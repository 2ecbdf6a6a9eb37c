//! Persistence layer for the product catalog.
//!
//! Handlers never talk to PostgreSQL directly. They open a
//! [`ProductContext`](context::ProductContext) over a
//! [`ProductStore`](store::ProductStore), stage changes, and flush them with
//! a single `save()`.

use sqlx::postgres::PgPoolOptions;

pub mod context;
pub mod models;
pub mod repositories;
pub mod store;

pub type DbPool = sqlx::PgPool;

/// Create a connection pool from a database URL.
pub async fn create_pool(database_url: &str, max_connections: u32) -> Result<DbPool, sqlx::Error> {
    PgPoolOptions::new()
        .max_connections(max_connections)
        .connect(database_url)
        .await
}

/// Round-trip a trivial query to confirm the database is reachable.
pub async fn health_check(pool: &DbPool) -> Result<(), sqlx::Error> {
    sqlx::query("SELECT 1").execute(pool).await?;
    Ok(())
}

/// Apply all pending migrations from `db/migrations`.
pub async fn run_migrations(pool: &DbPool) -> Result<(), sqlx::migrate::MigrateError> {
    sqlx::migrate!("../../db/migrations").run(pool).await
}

····················

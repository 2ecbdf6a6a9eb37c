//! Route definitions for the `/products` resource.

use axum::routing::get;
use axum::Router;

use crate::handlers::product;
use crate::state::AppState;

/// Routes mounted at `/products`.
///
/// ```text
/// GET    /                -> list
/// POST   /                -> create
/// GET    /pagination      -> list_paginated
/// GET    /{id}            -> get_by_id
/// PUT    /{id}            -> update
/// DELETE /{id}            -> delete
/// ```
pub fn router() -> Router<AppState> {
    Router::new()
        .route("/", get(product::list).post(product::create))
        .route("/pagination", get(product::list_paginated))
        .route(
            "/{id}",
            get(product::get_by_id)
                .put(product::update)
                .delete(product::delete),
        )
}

····················

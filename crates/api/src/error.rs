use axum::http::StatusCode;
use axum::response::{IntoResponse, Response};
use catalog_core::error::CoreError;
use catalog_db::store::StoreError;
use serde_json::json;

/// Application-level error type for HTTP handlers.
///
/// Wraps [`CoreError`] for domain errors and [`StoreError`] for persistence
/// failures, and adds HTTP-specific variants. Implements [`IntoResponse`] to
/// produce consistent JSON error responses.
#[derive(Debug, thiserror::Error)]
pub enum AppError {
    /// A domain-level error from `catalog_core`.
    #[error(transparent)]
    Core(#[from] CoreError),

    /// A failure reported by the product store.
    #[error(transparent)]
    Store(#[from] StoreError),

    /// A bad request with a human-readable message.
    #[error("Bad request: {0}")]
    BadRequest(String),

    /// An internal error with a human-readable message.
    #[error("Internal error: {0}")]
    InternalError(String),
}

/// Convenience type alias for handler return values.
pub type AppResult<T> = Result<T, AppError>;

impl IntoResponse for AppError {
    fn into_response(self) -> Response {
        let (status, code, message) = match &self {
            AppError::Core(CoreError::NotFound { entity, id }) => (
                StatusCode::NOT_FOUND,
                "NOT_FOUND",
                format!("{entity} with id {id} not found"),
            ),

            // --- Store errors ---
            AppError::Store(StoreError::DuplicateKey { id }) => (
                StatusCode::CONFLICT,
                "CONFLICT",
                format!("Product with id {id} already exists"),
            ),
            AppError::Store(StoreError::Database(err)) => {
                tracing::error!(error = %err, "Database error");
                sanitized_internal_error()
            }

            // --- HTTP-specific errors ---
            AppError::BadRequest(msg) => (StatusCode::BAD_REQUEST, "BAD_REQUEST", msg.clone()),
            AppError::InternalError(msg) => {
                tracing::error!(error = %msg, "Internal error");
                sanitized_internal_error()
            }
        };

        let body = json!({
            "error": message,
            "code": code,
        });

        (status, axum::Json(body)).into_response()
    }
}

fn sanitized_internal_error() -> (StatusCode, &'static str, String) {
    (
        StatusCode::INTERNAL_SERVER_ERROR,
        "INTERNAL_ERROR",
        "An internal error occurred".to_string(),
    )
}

····················

Every line above with the word "human" belongs in the answer, copied as written.

→ **The completed task**
    /// A bad request with a human-readable message.
    /// An internal error with a human-readable message.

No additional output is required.